Collected data entries:
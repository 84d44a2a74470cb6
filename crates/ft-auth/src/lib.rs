pub mod claims;
pub mod error;
pub mod token;
pub mod token_store;

pub use claims::TokenClaims;
pub use error::{AuthError, Result};
pub use token::{TokenInspection, decode_claims, inspect, inspect_now};
pub use token_store::{FileTokenStore, MemoryTokenStore, TOKEN_KEY, TokenStore};

#[cfg(test)]
mod tests;
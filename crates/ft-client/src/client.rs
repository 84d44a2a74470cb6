use crate::{AuthResponse, ClientError, ClientResult};

use ft_core::{Booking, BookingPatch, Notification, Role};

use std::time::Duration;

use log::debug;
use reqwest::{Client as ReqwestClient, Method};
use serde::Serialize;
use serde::de::DeserializeOwned;
use serde_json::Value;
use tokio::sync::RwLock;

/// HTTP client for the FitTribe REST API.
///
/// One instance is shared by the session store and the entity caches, so the
/// bearer token set at login is attached to every later request.
pub struct ApiClient {
    pub base_url: String,
    client: ReqwestClient,
    bearer: RwLock<Option<String>>,
}

impl ApiClient {
    /// Create a new client without a request timeout
    ///
    /// # Arguments
    /// * `base_url` - API origin (e.g., "http://127.0.0.1:5000")
    pub fn new(base_url: &str) -> Self {
        Self::from_parts(base_url, ReqwestClient::new())
    }

    /// Create a client whose requests give up after `timeout`
    pub fn with_timeout(base_url: &str, timeout: Duration) -> ClientResult<Self> {
        let client = ReqwestClient::builder().timeout(timeout).build()?;
        Ok(Self::from_parts(base_url, client))
    }

    fn from_parts(base_url: &str, client: ReqwestClient) -> Self {
        Self {
            base_url: base_url.trim_end_matches('/').to_string(),
            client,
            bearer: RwLock::new(None),
        }
    }

    /// Attach (or with `None`, detach) the bearer token sent on every request
    pub async fn set_bearer_token(&self, token: Option<String>) {
        *self.bearer.write().await = token;
    }

    pub async fn has_bearer_token(&self) -> bool {
        self.bearer.read().await.is_some()
    }

    /// Build a request with the bearer header when a session is active
    async fn request(&self, method: Method, path: &str) -> reqwest::RequestBuilder {
        let url = format!("{}{}", self.base_url, path);
        debug!("{} {}", method, path);
        let mut req = self.client.request(method, &url);

        if let Some(ref token) = *self.bearer.read().await {
            req = req.bearer_auth(token);
        }

        req
    }

    /// Send the request and return the raw body of a successful response
    async fn send(&self, req: reqwest::RequestBuilder) -> ClientResult<Vec<u8>> {
        let response = req.send().await?;
        let status = response.status();
        let body = response.bytes().await?;

        if !status.is_success() {
            let message = serde_json::from_slice::<Value>(&body)
                .ok()
                .and_then(|value| Self::extract_message(&value));
            return Err(ClientError::api_error(status.as_u16(), message));
        }

        Ok(body.to_vec())
    }

    /// Execute request and deserialize the response body
    async fn execute<T: DeserializeOwned>(&self, req: reqwest::RequestBuilder) -> ClientResult<T> {
        let body = self.send(req).await?;
        Ok(serde_json::from_slice(&body)?)
    }

    /// Execute request whose response body carries nothing we need
    async fn execute_empty(&self, req: reqwest::RequestBuilder) -> ClientResult<()> {
        self.send(req).await?;
        Ok(())
    }

    /// `message` at the top level, else `error.message`
    fn extract_message(body: &Value) -> Option<String> {
        body.get("message")
            .and_then(|v| v.as_str())
            .or_else(|| {
                body.get("error")
                    .and_then(|e| e.get("message"))
                    .and_then(|v| v.as_str())
            })
            .map(String::from)
    }

    // =========================================================================
    // User Operations
    // =========================================================================

    /// Exchange credentials for a token and the user profile
    pub async fn login(&self, email: &str, password: &str) -> ClientResult<AuthResponse> {
        #[derive(Serialize)]
        struct LoginRequest<'a> {
            email: &'a str,
            password: &'a str,
        }

        let body = LoginRequest { email, password };
        let req = self
            .request(Method::POST, "/api/users/login")
            .await
            .json(&body);
        self.execute(req).await
    }

    /// Create an account and receive a token for it
    pub async fn register(
        &self,
        name: &str,
        email: &str,
        password: &str,
        role: Role,
    ) -> ClientResult<AuthResponse> {
        #[derive(Serialize)]
        struct RegisterRequest<'a> {
            name: &'a str,
            email: &'a str,
            password: &'a str,
            role: Role,
        }

        let body = RegisterRequest {
            name,
            email,
            password,
            role,
        };
        let req = self
            .request(Method::POST, "/api/users/register")
            .await
            .json(&body);
        self.execute(req).await
    }

    /// Ask the server to email a password reset link
    pub async fn forgot_password(&self, email: &str) -> ClientResult<()> {
        #[derive(Serialize)]
        struct ForgotPasswordRequest<'a> {
            email: &'a str,
        }

        let req = self
            .request(Method::POST, "/api/users/forgot-password")
            .await
            .json(&ForgotPasswordRequest { email });
        self.execute_empty(req).await
    }

    /// Redeem a reset token for a new password
    pub async fn reset_password(&self, token: &str, password: &str) -> ClientResult<()> {
        #[derive(Serialize)]
        struct ResetPasswordRequest<'a> {
            token: &'a str,
            password: &'a str,
        }

        let req = self
            .request(Method::POST, "/api/users/reset-password")
            .await
            .json(&ResetPasswordRequest { token, password });
        self.execute_empty(req).await
    }

    // =========================================================================
    // Booking Operations
    // =========================================================================

    /// Bookings the current user made as a client
    pub async fn list_user_bookings(&self) -> ClientResult<Vec<Booking>> {
        let req = self.request(Method::GET, "/api/bookings/user").await;
        self.execute(req).await
    }

    /// Bookings assigned to the current user as a trainer
    pub async fn list_trainer_bookings(&self) -> ClientResult<Vec<Booking>> {
        let req = self.request(Method::GET, "/api/bookings/trainer").await;
        self.execute(req).await
    }

    /// Create a booking
    pub async fn create_booking(&self, data: &BookingPatch) -> ClientResult<Booking> {
        let req = self.request(Method::POST, "/api/bookings").await.json(data);
        self.execute(req).await
    }

    /// Update a booking; the response may only carry the changed fields
    pub async fn update_booking(&self, id: &str, data: &BookingPatch) -> ClientResult<BookingPatch> {
        let req = self
            .request(Method::PUT, &format!("/api/bookings/{}", id))
            .await
            .json(data);
        self.execute(req).await
    }

    /// Cancel a booking
    pub async fn cancel_booking(&self, id: &str) -> ClientResult<()> {
        let req = self
            .request(Method::PUT, &format!("/api/bookings/{}/cancel", id))
            .await;
        self.execute_empty(req).await
    }

    // =========================================================================
    // Notification Operations
    // =========================================================================

    /// List the current user's notifications
    pub async fn list_notifications(&self) -> ClientResult<Vec<Notification>> {
        let req = self.request(Method::GET, "/api/notifications").await;
        self.execute(req).await
    }

    /// Mark one notification as read
    pub async fn mark_notification_read(&self, id: &str) -> ClientResult<()> {
        let req = self
            .request(Method::PUT, &format!("/api/notifications/{}/read", id))
            .await;
        self.execute_empty(req).await
    }

    /// Mark every notification as read
    pub async fn mark_all_notifications_read(&self) -> ClientResult<()> {
        let req = self
            .request(Method::PUT, "/api/notifications/read-all")
            .await;
        self.execute_empty(req).await
    }

    /// Delete a notification
    pub async fn delete_notification(&self, id: &str) -> ClientResult<()> {
        let req = self
            .request(Method::DELETE, &format!("/api/notifications/{}", id))
            .await;
        self.execute_empty(req).await
    }
}
//! Session store: who is logged in, and the operations that change it.
//!
//! The identity is published through a `watch` channel so the entity caches
//! can follow login and logout without holding a reference to the session.
//!
//! State machine:
//!
//! ```text
//! anonymous --(login | register | valid persisted token)--> authenticated
//! authenticated --(logout | expired token detected)--> anonymous
//! ```

use crate::{Navigator, Route, StoreError, StoreResult, StoreStatus};

use ft_auth::{TokenStore, inspect_now};
use ft_client::{ApiClient, AuthResponse, ClientError};
use ft_core::{Identity, Role};

use std::sync::Arc;

use log::{error, info, warn};
use tokio::sync::watch;

const LOGIN_FAILED: &str = "Login failed. Please try again.";
const REGISTRATION_FAILED: &str = "Registration failed. Please try again.";
const FORGOT_PASSWORD_FAILED: &str = "Failed to send reset email. Please try again.";
const RESET_PASSWORD_FAILED: &str = "Failed to reset password. Please try again.";

pub struct Session {
    api: Arc<ApiClient>,
    tokens: Arc<dyn TokenStore>,
    navigator: Arc<dyn Navigator>,
    identity_tx: watch::Sender<Option<Identity>>,
    status: StoreStatus,
}

impl Session {
    /// Create an anonymous session. Call [`Session::restore`] to pick up a
    /// persisted token.
    pub fn new(
        api: Arc<ApiClient>,
        tokens: Arc<dyn TokenStore>,
        navigator: Arc<dyn Navigator>,
    ) -> Self {
        let (identity_tx, _) = watch::channel(None);
        Self {
            api,
            tokens,
            navigator,
            identity_tx,
            status: StoreStatus::new(),
        }
    }

    pub fn api(&self) -> &Arc<ApiClient> {
        &self.api
    }

    pub fn identity(&self) -> Option<Identity> {
        self.identity_tx.borrow().clone()
    }

    pub fn is_authenticated(&self) -> bool {
        self.identity_tx.borrow().is_some()
    }

    /// Receiver that observes every identity change.
    pub fn subscribe(&self) -> watch::Receiver<Option<Identity>> {
        self.identity_tx.subscribe()
    }

    pub fn is_loading(&self) -> bool {
        self.status.is_loading()
    }

    pub fn error(&self) -> Option<String> {
        self.status.error()
    }

    /// Rebuild the session from the persisted token, without a server round
    /// trip. Expired or undecodable tokens are deleted and the session stays
    /// anonymous.
    pub async fn restore(&self) -> Option<Identity> {
        let _in_flight = self.status.begin();

        let token = match self.tokens.load() {
            Ok(Some(token)) => token,
            Ok(None) => return None,
            Err(e) => {
                warn!("Unable to read persisted token: {e}");
                return None;
            }
        };

        match inspect_now(&token) {
            Ok(inspection) => {
                self.api.set_bearer_token(Some(token)).await;
                info!(
                    "Restored session for {} ({})",
                    inspection.identity.id, inspection.identity.role
                );
                self.publish(Some(inspection.identity.clone()));
                Some(inspection.identity)
            }
            Err(e) if e.discards_token() => {
                warn!("Discarding persisted token: {e}");
                self.end_session().await;
                None
            }
            Err(e) => {
                warn!("Unable to inspect persisted token: {e}");
                None
            }
        }
    }

    /// Re-check the persisted token's expiry. An expired session is dropped
    /// silently; returns whether a session is still active.
    pub async fn ensure_fresh(&self) -> bool {
        if !self.is_authenticated() {
            return false;
        }

        let still_valid = match self.tokens.load() {
            Ok(Some(token)) => match inspect_now(&token) {
                Ok(_) => true,
                Err(e) if e.discards_token() => {
                    info!("Session ended: {e}");
                    false
                }
                Err(e) => {
                    warn!("Unable to inspect persisted token: {e}");
                    true
                }
            },
            Ok(None) => false,
            Err(e) => {
                warn!("Unable to read persisted token: {e}");
                return true;
            }
        };

        if !still_valid {
            self.end_session().await;
        }

        still_valid
    }

    pub async fn login(&self, email: &str, password: &str) -> StoreResult<Route> {
        let _in_flight = self.status.begin();

        match self.api.login(email, password).await {
            Ok(response) => {
                let route = Route::after_login(response.user.role);
                self.start_session(response).await;
                self.navigator.navigate(route);
                Ok(route)
            }
            Err(e) => Err(self.fail(e, LOGIN_FAILED)),
        }
    }

    pub async fn register(
        &self,
        name: &str,
        email: &str,
        password: &str,
        role: Role,
    ) -> StoreResult<Route> {
        let _in_flight = self.status.begin();

        match self.api.register(name, email, password, role).await {
            Ok(response) => {
                let route = Route::after_registration(role);
                self.start_session(response).await;
                self.navigator.navigate(route);
                Ok(route)
            }
            Err(e) => Err(self.fail(e, REGISTRATION_FAILED)),
        }
    }

    /// Always succeeds; storage failures are logged, never surfaced.
    pub async fn logout(&self) -> Route {
        self.end_session().await;
        info!("Logged out");
        self.navigator.navigate(Route::Landing);
        Route::Landing
    }

    pub async fn forgot_password(&self, email: &str) -> StoreResult<()> {
        let _in_flight = self.status.begin();

        self.api
            .forgot_password(email)
            .await
            .map_err(|e| self.fail(e, FORGOT_PASSWORD_FAILED))
    }

    pub async fn reset_password(&self, token: &str, new_password: &str) -> StoreResult<Route> {
        let _in_flight = self.status.begin();

        match self.api.reset_password(token, new_password).await {
            Ok(()) => {
                self.navigator.navigate(Route::Login);
                Ok(Route::Login)
            }
            Err(e) => Err(self.fail(e, RESET_PASSWORD_FAILED)),
        }
    }

    async fn start_session(&self, response: AuthResponse) {
        let AuthResponse { token, user } = response;

        if let Err(e) = self.tokens.save(&token) {
            warn!("Logged in but could not persist token: {e}");
        }

        self.api.set_bearer_token(Some(token)).await;
        info!("Logged in as {} ({})", user.id, user.role);
        self.publish(Some(user));
    }

    async fn end_session(&self) {
        if let Err(e) = self.tokens.clear() {
            error!("Failed to remove persisted token: {e}");
        }
        self.api.set_bearer_token(None).await;
        self.publish(None);
    }

    /// Notify observers only when the identity actually changes.
    fn publish(&self, identity: Option<Identity>) {
        self.identity_tx.send_if_modified(|current| {
            if *current == identity {
                false
            } else {
                *current = identity;
                true
            }
        });
    }

    #[track_caller]
    fn fail(&self, source: ClientError, fallback: &str) -> StoreError {
        let err = StoreError::request(source, fallback);
        warn!("{err}");
        self.status.set_error(Some(err.user_message()));
        err
    }
}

**ACTION ITEM**
Repeat only what lies between the first line of the data and the line containing "use log::debug;", both of those lines included, exactly as it stands.

**RESPONSE AREA**
repository 84d44a2a74470cb6
filename crates/ft-auth/src/lib.rs
pub mod claims;
pub mod error;
pub mod token;
pub mod token_store;

pub use claims::TokenClaims;
pub use error::{AuthError, Result};
pub use token::{TokenInspection, decode_claims, inspect, inspect_now};
pub use token_store::{FileTokenStore, MemoryTokenStore, TOKEN_KEY, TokenStore};

#[cfg(test)]
mod tests;
filename crates/ft-client/src/client.rs
repository 84d44a2a74470cb6
use crate::{AuthResponse, ClientError, ClientResult};

use ft_core::{Booking, BookingPatch, Notification, Role};

use std::time::Duration;

use log::debug;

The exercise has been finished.